The silver lining

September 1, 2017

 

North Korea “will be met with fire and fury like the world has never seen” if it makes any more threats to the United States, President Donald Trump warned Pyongyang during a meeting from his golf club in New Jersey. Kim Jong Un responded with a counterthreat to ignite “enveloping fire” of ballistic missiles aimed at Guam.

 

  The neurotic exchange of fire-for-fire shenanigans between the two leaders escalated for over a week. Journalists from national and international media organizations swarmed into the island, anticipating to find a terrified, panicked population, hoarding Spam and bottled water, rioting for gas supplies and building emergency shelters to prepare for the apocalypse. They found nothing of that sort. Instead, they met smiling locals who offered them kelaguen.

 

   I met a few veteran war correspondents who wound up filing stories about Guam’s sunset and white beaches — no fire and fury — a disappointment for any hardcore big city editor who otherwise gets thrilled by news copy with details of gore and human anguish.

 

  What tourism bureau needs a marketing scheme or media fam tours when you have two bellicose talking leaders who unwittingly serve to pull the world’s attention into an obscure island often mistaken as a mere military post.

 

  During his phone conversation with Gov. Eddie Calvo, President Trump predicted Guam’s tourism to go up “tenfold” as a result of North Korea’s threats he had provoked, thank you very much. Gasp!

 

  Anyone would be taken aback by such a coldhearted remark about a tiny island caught in the cross hairs of a possible nuclear attack. But no matter how cavalier it may sound, it was the bizarre truth. The fiery and furious days of August piqued the world’s curiosity that made “Where is Guam?” and “What is Guam?” a trending entry on Google search.

 

  During a cruise in the Caribbean last year, I met a young woman from Detroit who had never heard of Guam before.
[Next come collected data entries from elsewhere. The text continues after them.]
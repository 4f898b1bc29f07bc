use super::weather::first_condition_text;
use super::{format_date, format_timestamp};
use crate::models::{
    NormalizedForecastRecord, RawDailyForecastRecord, RawForecastRecord, Temperature,
};

/// Normalizes hourly or 5-day/3-hour forecast entries.
///
/// The timestamp comes from `dt_txt` when the provider sent one, otherwise from `dt`.
pub fn normalize_forecast(records: &[RawForecastRecord]) -> Vec<NormalizedForecastRecord> {
    records
        .iter()
        .map(|r| NormalizedForecastRecord {
            date_time: r
                .dt_txt
                .clone()
                .unwrap_or_else(|| format_timestamp(r.dt)),
            temperature: Temperature::Scalar(r.main.temp),
            condition: first_condition_text(&r.weather),
        })
        .collect()
}

/// Normalizes daily forecast entries; each day carries a day/night temperature pair.
pub fn normalize_daily_forecast(
    records: &[RawDailyForecastRecord],
) -> Vec<NormalizedForecastRecord> {
    records
        .iter()
        .map(|r| NormalizedForecastRecord {
            date_time: format_date(r.dt),
            temperature: Temperature::DayNight {
                day: r.temp.day,
                night: r.temp.night,
            },
            condition: first_condition_text(&r.weather),
        })
        .collect()
}

#[cfg(test)]
mod tests {
    use super::*;
    use crate::models::{RawCondition, RawDayNight, RawForecastMain};

    #[test]
    fn prefers_provider_text_timestamp() {
        let records = vec![
            RawForecastRecord {
                dt: 1_606_223_802,
                dt_txt: Some("2020-11-24 12:00:00".into()),
                main: RawForecastMain { temp: Some(7.5) },
                weather: vec![RawCondition {
                    main: "Snow".into(),
                    description: "light snow".into(),
                }],
            },
            RawForecastRecord {
                dt: 1_606_223_802,
                dt_txt: None,
                main: RawForecastMain { temp: None },
                weather: vec![],
            },
        ];

        let out = normalize_forecast(&records);
        assert_eq!(out[0].date_time, "2020-11-24 12:00:00");
        assert_eq!(out[0].temperature, Temperature::Scalar(Some(7.5)));
        assert_eq!(out[0].condition, "Snow - light snow");
        assert_eq!(out[1].date_time, "2020-11-24 13:16:42");
        assert_eq!(out[1].temperature, Temperature::Scalar(None));
        assert_eq!(out[1].condition, " - ");
    }

    #[test]
    fn daily_records_carry_day_and_night() {
        let records = vec![RawDailyForecastRecord {
            dt: 1_606_223_802,
            temp: RawDayNight {
                day: 9.0,
                night: 2.5,
            },
            weather: vec![RawCondition {
                main: "Clear".into(),
                description: "sky is clear".into(),
            }],
        }];

        let out = normalize_daily_forecast(&records);
        assert_eq!(out.len(), 1);
        assert_eq!(out[0].date_time, "2020-11-24");
        assert_eq!(
            out[0].temperature,
            Temperature::DayNight {
                day: 9.0,
                night: 2.5
            }
        );
        assert_eq!(out[0].condition, "Clear - sky is clear");
    }
}
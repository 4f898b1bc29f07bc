//! Location types: validated coordinates, geocoding results and resolved places.

use crate::error::{AppError, Result};
use serde::{Deserialize, Serialize};
use std::fmt;

/// A validated geographic position.
///
/// Both values are finite and inside -90..=90 / -180..=180. No fetch is ever
/// issued with a `Coordinate` that did not pass through [`Coordinate::new`].
#[derive(Debug, Clone, Copy, PartialEq, Serialize)]
pub struct Coordinate {
    pub latitude: f64,
    pub longitude: f64,
}

impl Coordinate {
    /// Validates and builds a coordinate.
    ///
    /// # Errors
    ///
    /// Returns `AppError::InvalidInput` if either value is not finite or out of range.
    pub fn new(latitude: f64, longitude: f64) -> Result<Self> {
        if !latitude.is_finite() || !(-90.0..=90.0).contains(&latitude) {
            return Err(AppError::InvalidInput(format!(
                "latitude {} is outside -90..90",
                latitude
            )));
        }
        if !longitude.is_finite() || !(-180.0..=180.0).contains(&longitude) {
            return Err(AppError::InvalidInput(format!(
                "longitude {} is outside -180..180",
                longitude
            )));
        }
        Ok(Self {
            latitude,
            longitude,
        })
    }

    /// Parses manually entered latitude and longitude text.
    ///
    /// Empty input is rejected the same way as non-numeric input.
    pub fn parse(latitude: &str, longitude: &str) -> Result<Self> {
        let latitude = latitude.trim();
        let longitude = longitude.trim();
        if latitude.is_empty() || longitude.is_empty() {
            return Err(AppError::InvalidInput(
                "latitude and longitude are required".to_string(),
            ));
        }
        let lat = latitude.parse::<f64>().map_err(|_| {
            AppError::InvalidInput(format!("'{}' is not a valid latitude", latitude))
        })?;
        let lon = longitude.parse::<f64>().map_err(|_| {
            AppError::InvalidInput(format!("'{}' is not a valid longitude", longitude))
        })?;
        Self::new(lat, lon)
    }
}

impl fmt::Display for Coordinate {
    fn fmt(&self, f: &mut fmt::Formatter<'_>) -> fmt::Result {
        write!(f, "{:.4}, {:.4}", self.latitude, self.longitude)
    }
}

/// Element of the `/geo/1.0/direct` response array.
#[derive(Debug, Clone, Deserialize, Serialize, PartialEq)]
pub struct GeoLocation {
    pub name: String,
    pub country: String,
    pub lat: f64,
    pub lon: f64,
}

/// A named location the session can fetch data for.
#[derive(Debug, Clone, PartialEq)]
pub struct Place {
    pub name: String,
    /// `None` when the coordinate was typed in by hand.
    pub country: Option<String>,
    pub coordinate: Coordinate,
}

impl Place {
    /// A place whose coordinate was entered manually after geocoding failed.
    pub fn manual(name: &str, coordinate: Coordinate) -> Self {
        Self {
            name: name.to_string(),
            country: None,
            coordinate,
        }
    }
}

impl TryFrom<GeoLocation> for Place {
    type Error = AppError;

    fn try_from(geo: GeoLocation) -> Result<Self> {
        let coordinate = Coordinate::new(geo.lat, geo.lon)?;
        Ok(Self {
            name: geo.name,
            country: Some(geo.country),
            coordinate,
        })
    }
}

impl fmt::Display for Place {
    fn fmt(&self, f: &mut fmt::Formatter<'_>) -> fmt::Result {
        match &self.country {
            Some(country) => write!(f, "{}, {} ({})", self.name, country, self.coordinate),
            None => write!(f, "{} ({})", self.name, self.coordinate),
        }
    }
}
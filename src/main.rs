mod api;
mod cli;
mod config;
mod db;
mod error;
mod models;
mod normalize;
mod output;
mod pipeline;
mod session;

use clap::Parser;
use cli::{prompts, App, BatchArgs, Cli, Commands, QueryArgs, ShowArgs};
use colored::*;
use config::{LogFormat, LogSettings, Settings};
use dialoguer::{theme::ColorfulTheme, Select};
use error::Result;
use pipeline::Dataset;
use tracing::{error, info};
use tracing_appender::non_blocking::WorkerGuard;
use tracing_subscriber::{fmt, prelude::*, EnvFilter};

/// Installs the tracing subscriber. The returned guard must live until exit
/// so buffered file logs are flushed.
fn init_logging(settings: &LogSettings) -> Option<WorkerGuard> {
    let filter = EnvFilter::try_from_default_env().unwrap_or_else(|_| EnvFilter::new("warn"));
    let json = settings.format == LogFormat::Json;

    let (file_layer, guard) = match &settings.dir {
        Some(dir) => {
            let appender = tracing_appender::rolling::daily(dir, "weatherwise.log");
            let (writer, guard) = tracing_appender::non_blocking(appender);
            let layer = if json {
                fmt::layer().json().with_writer(writer).boxed()
            } else {
                fmt::layer().with_ansi(false).with_writer(writer).boxed()
            };
            (Some(layer), Some(guard))
        },
        None => (None, None),
    };

    let stderr_layer = if json {
        fmt::layer().json().with_writer(std::io::stderr).boxed()
    } else {
        fmt::layer().with_writer(std::io::stderr).boxed()
    };

    tracing_subscriber::registry()
        .with(filter)
        .with(stderr_layer)
        .with(file_layer)
        .init();
    guard
}

#[tokio::main]
async fn main() -> Result<()> {
    dotenv::dotenv().ok();
    let cli = Cli::parse();

    let log_settings = match LogSettings::from_env() {
        Ok(settings) => settings,
        Err(e) => {
            eprintln!("{} {}", "Warning:".yellow().bold(), e);
            LogSettings::default()
        },
    };
    let _guard = init_logging(&log_settings);

    info!("Initializing WeatherWise...");

    let settings = match Settings::from_env(cli.api_key.clone()) {
        Ok(settings) => settings.with_hosts(cli.geo_url.clone(), cli.pro_url.clone()),
        Err(e) => {
            error!("Failed to load configuration: {}", e);
            println!(
                "{}",
                "Error: set OPENWEATHER_API_KEY (or pass --api-key) and check the environment."
                    .red()
            );
            return Err(e);
        },
    };

    if let Some(command) = cli.command {
        let mut app = App::new(settings, false);
        return app.run_command(command).await.map_err(|e| {
            error!("Command execution failed: {:?}", e);
            e
        });
    }

    let mut app = App::new(settings, true);
    println!("{}", "Welcome to WeatherWise!".cyan().bold());

    // Main interactive loop
    loop {
        let place = app
            .session()
            .place
            .as_ref()
            .map(|p| p.to_string())
            .unwrap_or_else(|| "not set".to_string());
        println!("{} {}", "Current location:".bold(), place);

        let options = &[
            "Set Location by City",
            "Pick a City from the Database",
            "Set Coordinates Manually",
            "Show a Dataset",
            "Batch Collect by Region",
            "List Regions",
            "Exit",
        ];

        let selection = Select::with_theme(&ColorfulTheme::default())
            .with_prompt("What would you like to do?")
            .items(options)
            .default(0)
            .interact_opt()?
            .unwrap_or(options.len() - 1);

        println!("\n---\n");

        let command_result = match selection {
            0 => match prompts::prompt_city() {
                Ok(city) => app.locate(Some(city.as_str())).await.map(|_| ()),
                Err(e) => Err(e),
            },
            1 => pick_city(&mut app).await,
            2 => prompts::prompt_coordinates().map(|coord| {
                app.set_coordinates(coord);
            }),
            3 => match show_args(&app) {
                Ok(args) => app.run_command(Commands::Show(args)).await,
                Err(e) => {
                    println!("{} {}", "Failed to get input:".red(), e);
                    continue;
                },
            },
            4 => match batch_args() {
                Ok(args) => app.run_command(Commands::Batch(args)).await,
                Err(e) => {
                    println!("{} {}", "Failed to get input:".red(), e);
                    continue;
                },
            },
            5 => app.run_command(Commands::Regions).await,
            _ => {
                println!("{}", "Goodbye!".green());
                break;
            },
        };

        if let Err(e) = command_result {
            error!("Command execution failed: {:?}", e);
            println!(
                "{} {}",
                "Error executing command:".red(),
                e.to_string().red()
            );
        }

        println!("\n---\n");
    }

    Ok(())
}

async fn pick_city(app: &mut App) -> Result<()> {
    let region = prompts::prompt_region()?;
    let cities = app.region_cities(region).await?;
    if cities.is_empty() {
        println!("{} no cities stored for {}", "Warning:".yellow().bold(), region);
        return Ok(());
    }
    if let Some(city) = prompts::prompt_city_from(&cities)? {
        app.locate(Some(db::geocoder_query(&city))).await?;
    }
    Ok(())
}

/// Interval, history range and export options for one dataset.
fn query_args(dataset: Dataset) -> Result<QueryArgs> {
    let mut query = QueryArgs::default();
    if dataset.is_sampled() {
        query.interval = Some(prompts::prompt_interval()?);
    }
    if dataset == Dataset::AirQualityHistory {
        let default = session::TimeRange::last_week(chrono::Utc::now());
        query.start = Some(prompts::prompt_date("Start", default.start)?);
        query.end = Some(prompts::prompt_date("End", default.end)?);
    }
    query.export = prompts::prompt_export(dataset)?;
    Ok(query)
}

fn show_args(app: &App) -> Result<ShowArgs> {
    let dataset = prompts::prompt_dataset()?;
    let city = if app.session().place.is_none() {
        Some(prompts::prompt_city()?).filter(|c| !c.trim().is_empty())
    } else {
        None
    };
    Ok(ShowArgs {
        dataset,
        city,
        lat: None,
        lon: None,
        query: query_args(dataset)?,
    })
}

fn batch_args() -> Result<BatchArgs> {
    let dataset = prompts::prompt_dataset()?;
    let region = prompts::prompt_region()?;
    Ok(BatchArgs {
        dataset,
        region,
        cities: Vec::new(),
        query: query_args(dataset)?,
    })
}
  “You’re just making it up,” she said.

 

  I laughed and explained that Guam is a small island in the Pacific.

 

  “It sounds like Guacamole,” she added, and then went on with a barrage of questions.

 

  “Is it a poor country?” she asked.

 

   “Not bankrupt like Detroit,” I said.

 

  “Do you live in homes or huts?” she asked again.

 

  “Our homes are hurricane proof,” I replied.

 

   “Do you have McDonald’s?” she asked again.

 

   “Among other forms of modern decadence,” I replied.

 

   “Do you have Internet?” she asked.

 

    “Faster than most places in the world,” I bragged.

 

    The circumstance may be deplorable but the North Korea episode opened a window of opportunity for Guam to showcase its tropical charm and hospitality, and to enlighten the world about this tiny community, where visitors are met with warmth and glee like the world has never seen.